▶ [EXERCISE]: Below this line is a set of entries; quote exactly the lines from the line that contains "Cryptographic primitive provider." to the line that contains "SPKI / PKCS8)", both lines included.

(Stored items)
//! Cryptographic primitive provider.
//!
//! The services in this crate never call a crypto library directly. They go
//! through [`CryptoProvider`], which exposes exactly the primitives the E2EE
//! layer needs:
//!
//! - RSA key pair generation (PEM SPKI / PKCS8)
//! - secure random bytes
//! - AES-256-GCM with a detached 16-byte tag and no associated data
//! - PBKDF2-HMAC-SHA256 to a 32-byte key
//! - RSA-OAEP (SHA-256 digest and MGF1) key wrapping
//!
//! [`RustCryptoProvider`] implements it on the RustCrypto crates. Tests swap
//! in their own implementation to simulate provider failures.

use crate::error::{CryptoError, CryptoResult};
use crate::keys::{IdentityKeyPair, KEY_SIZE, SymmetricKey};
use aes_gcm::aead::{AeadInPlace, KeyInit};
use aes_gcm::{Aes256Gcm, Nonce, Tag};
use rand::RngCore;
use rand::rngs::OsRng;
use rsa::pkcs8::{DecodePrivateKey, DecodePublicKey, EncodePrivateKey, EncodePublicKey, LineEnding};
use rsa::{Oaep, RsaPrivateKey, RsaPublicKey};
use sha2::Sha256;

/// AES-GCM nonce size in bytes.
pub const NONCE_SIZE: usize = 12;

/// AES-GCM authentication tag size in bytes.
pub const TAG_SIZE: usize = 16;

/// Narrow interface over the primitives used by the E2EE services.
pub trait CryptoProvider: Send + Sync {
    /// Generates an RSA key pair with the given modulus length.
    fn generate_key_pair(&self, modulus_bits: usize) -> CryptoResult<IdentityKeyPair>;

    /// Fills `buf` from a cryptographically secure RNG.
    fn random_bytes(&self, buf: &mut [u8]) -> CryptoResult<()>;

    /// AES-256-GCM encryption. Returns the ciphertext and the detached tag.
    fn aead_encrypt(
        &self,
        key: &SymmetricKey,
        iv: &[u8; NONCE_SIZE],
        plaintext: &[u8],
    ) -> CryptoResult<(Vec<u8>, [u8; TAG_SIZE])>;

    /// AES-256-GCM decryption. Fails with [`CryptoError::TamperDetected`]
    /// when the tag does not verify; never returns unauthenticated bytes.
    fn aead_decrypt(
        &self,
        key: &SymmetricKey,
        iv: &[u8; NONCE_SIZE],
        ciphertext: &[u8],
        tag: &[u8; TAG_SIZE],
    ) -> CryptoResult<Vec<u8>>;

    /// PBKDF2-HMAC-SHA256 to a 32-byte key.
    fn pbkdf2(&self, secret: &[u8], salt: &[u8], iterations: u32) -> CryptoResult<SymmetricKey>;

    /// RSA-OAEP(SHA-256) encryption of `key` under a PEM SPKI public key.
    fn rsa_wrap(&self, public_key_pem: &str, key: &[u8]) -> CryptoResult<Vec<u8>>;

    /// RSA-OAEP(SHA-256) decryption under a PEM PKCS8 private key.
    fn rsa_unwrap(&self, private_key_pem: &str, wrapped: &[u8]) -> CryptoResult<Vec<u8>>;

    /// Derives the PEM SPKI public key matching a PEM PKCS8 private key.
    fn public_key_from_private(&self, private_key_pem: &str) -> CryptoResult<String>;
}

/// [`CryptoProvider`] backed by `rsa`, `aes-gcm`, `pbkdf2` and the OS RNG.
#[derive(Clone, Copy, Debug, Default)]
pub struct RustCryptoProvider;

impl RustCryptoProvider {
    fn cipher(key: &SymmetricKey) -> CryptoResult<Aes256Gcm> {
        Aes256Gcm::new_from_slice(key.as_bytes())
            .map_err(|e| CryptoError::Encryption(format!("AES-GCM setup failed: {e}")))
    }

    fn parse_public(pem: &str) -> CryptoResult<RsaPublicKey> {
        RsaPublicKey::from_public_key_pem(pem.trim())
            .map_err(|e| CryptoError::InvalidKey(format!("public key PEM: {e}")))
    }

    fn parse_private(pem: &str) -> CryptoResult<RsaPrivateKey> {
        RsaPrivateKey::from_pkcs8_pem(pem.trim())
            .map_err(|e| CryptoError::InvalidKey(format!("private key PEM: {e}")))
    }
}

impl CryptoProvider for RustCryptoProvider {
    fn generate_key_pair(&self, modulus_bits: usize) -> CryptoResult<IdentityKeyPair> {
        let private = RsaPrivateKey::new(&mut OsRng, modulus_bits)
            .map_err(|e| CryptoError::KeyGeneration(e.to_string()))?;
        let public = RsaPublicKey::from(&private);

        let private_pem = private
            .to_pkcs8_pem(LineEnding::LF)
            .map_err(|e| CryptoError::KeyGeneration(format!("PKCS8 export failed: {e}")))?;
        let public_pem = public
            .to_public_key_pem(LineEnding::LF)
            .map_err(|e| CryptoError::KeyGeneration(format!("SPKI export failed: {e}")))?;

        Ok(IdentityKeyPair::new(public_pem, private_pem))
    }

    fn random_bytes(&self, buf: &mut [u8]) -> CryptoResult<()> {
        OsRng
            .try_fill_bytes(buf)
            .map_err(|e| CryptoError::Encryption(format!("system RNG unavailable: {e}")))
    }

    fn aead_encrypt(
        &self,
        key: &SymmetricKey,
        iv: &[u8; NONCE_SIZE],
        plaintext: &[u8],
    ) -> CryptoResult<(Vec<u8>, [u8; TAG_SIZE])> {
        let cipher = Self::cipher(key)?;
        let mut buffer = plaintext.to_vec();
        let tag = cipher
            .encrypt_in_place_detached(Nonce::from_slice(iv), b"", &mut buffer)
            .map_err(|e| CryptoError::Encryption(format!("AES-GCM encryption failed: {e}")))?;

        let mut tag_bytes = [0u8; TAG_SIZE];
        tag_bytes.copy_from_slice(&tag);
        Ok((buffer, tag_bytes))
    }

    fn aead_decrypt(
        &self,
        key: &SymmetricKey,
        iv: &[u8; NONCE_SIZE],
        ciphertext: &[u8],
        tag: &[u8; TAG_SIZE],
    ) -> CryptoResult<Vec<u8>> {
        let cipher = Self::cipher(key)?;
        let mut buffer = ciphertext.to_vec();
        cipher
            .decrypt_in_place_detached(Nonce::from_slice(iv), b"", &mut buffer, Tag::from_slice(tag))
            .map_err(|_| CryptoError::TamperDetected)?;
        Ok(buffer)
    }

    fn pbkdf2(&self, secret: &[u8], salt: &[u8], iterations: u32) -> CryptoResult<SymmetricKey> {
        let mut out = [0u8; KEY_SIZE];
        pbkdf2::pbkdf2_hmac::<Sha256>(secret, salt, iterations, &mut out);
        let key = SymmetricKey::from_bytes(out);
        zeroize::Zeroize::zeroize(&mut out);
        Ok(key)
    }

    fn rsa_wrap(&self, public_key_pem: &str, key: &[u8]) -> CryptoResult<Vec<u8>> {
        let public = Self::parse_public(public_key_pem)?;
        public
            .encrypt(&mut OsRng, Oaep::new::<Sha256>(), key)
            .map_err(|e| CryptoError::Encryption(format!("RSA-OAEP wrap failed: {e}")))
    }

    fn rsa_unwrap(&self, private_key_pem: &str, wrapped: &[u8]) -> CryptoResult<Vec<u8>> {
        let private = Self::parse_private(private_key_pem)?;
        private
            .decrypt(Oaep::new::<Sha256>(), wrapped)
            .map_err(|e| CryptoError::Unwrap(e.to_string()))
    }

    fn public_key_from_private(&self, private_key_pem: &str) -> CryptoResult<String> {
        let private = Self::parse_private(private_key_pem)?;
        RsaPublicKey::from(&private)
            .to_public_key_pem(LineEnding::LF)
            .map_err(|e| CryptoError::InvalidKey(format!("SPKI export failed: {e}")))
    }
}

--

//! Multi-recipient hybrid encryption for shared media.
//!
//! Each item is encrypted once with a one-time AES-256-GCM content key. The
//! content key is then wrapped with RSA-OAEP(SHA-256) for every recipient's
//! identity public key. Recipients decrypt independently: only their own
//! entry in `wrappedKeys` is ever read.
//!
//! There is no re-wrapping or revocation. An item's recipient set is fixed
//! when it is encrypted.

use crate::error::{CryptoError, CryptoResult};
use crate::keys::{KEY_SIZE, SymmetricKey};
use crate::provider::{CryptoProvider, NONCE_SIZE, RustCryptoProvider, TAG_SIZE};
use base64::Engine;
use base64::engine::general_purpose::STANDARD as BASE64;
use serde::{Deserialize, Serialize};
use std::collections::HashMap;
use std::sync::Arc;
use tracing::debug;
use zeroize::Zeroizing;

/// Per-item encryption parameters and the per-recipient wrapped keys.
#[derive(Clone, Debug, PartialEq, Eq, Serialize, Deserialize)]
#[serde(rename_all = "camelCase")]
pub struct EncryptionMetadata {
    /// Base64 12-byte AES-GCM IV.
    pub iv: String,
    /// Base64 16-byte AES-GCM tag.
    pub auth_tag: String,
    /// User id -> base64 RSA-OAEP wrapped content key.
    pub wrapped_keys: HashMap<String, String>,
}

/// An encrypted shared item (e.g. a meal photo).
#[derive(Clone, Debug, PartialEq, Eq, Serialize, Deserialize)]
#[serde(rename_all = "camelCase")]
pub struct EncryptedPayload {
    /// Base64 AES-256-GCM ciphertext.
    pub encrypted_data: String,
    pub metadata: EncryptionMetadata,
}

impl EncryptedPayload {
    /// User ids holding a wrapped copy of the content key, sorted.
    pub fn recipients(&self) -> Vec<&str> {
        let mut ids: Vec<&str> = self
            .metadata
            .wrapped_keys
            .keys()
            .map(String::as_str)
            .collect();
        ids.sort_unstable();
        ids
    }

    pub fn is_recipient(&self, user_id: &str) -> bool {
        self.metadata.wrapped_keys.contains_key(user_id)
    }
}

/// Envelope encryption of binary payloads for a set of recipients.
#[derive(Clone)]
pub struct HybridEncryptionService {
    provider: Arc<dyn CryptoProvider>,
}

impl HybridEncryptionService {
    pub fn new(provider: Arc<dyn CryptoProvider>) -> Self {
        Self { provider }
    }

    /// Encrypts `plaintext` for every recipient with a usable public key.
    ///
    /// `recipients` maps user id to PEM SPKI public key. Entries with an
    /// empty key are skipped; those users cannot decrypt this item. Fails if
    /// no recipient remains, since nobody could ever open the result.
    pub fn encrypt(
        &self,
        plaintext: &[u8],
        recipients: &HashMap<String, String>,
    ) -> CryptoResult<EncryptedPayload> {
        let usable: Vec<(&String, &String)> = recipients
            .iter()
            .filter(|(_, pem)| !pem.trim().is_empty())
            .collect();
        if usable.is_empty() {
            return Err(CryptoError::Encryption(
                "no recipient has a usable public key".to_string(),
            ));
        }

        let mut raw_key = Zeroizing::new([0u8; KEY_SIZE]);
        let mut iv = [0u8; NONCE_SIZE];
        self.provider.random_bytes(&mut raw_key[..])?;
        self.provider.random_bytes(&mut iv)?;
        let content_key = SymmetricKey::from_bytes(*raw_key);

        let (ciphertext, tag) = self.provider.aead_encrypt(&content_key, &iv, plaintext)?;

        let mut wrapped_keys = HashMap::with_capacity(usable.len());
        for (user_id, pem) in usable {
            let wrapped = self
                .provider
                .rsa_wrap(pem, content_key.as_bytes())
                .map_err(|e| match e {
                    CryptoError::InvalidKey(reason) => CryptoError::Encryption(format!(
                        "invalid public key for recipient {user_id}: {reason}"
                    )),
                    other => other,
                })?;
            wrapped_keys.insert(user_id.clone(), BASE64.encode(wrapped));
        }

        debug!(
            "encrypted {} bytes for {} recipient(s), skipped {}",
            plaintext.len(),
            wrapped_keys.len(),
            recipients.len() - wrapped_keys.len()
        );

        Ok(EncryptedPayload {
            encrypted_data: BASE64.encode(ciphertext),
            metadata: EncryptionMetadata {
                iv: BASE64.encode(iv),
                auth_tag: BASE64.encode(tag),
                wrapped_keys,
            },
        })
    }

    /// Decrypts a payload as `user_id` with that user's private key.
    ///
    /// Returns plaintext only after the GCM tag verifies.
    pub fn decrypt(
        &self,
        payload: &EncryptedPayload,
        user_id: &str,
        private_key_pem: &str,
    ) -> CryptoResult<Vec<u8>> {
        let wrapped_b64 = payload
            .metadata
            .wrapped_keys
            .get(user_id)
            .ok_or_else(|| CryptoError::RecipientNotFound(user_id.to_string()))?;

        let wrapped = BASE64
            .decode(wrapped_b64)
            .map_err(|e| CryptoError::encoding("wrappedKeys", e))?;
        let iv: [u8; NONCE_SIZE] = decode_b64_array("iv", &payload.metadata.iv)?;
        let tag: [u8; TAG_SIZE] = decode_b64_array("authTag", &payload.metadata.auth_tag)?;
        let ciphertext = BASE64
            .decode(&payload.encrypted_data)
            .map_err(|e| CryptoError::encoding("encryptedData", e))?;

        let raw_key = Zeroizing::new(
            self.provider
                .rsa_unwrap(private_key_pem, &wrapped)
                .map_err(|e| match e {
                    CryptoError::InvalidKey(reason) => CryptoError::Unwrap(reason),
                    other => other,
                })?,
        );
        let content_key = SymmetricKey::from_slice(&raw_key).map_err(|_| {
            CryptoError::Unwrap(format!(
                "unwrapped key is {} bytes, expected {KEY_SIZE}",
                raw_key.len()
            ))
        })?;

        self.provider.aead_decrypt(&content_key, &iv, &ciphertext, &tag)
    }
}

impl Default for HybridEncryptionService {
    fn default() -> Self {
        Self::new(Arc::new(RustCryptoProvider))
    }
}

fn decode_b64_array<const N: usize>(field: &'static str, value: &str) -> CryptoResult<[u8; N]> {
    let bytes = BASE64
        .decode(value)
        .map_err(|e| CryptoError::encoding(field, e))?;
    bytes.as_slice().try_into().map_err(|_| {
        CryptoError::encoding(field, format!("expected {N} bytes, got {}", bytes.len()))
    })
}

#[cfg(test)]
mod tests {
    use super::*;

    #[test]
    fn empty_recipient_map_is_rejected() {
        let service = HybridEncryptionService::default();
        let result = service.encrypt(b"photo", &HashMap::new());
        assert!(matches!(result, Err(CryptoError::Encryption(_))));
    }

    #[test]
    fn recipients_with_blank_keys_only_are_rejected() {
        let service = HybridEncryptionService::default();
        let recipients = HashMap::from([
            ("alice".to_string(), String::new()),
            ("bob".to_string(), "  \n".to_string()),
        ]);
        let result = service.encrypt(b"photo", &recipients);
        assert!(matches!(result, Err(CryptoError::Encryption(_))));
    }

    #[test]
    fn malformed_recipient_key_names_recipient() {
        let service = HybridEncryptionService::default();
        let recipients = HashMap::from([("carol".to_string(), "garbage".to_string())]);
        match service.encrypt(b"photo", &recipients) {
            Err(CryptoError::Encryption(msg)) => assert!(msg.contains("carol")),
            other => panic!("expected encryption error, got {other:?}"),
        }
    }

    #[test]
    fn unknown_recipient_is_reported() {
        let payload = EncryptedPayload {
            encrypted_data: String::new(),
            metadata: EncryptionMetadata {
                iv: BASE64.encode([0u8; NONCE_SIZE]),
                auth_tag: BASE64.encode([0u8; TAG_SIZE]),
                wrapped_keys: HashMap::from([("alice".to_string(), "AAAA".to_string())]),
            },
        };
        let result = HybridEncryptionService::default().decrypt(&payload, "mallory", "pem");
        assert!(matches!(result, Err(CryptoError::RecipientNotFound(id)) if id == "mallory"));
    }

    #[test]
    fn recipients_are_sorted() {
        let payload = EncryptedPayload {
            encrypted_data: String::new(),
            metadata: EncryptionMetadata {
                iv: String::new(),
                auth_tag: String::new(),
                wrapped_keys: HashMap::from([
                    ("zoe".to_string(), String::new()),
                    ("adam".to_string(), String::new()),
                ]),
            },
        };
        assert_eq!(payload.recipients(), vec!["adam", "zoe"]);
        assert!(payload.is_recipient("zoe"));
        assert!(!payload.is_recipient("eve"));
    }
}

▶ [RESPONSE]:
//! Cryptographic primitive provider.
//!
//! The services in this crate never call a crypto library directly. They go
//! through [`CryptoProvider`], which exposes exactly the primitives the E2EE
//! layer needs:
//!
//! - RSA key pair generation (PEM SPKI / PKCS8)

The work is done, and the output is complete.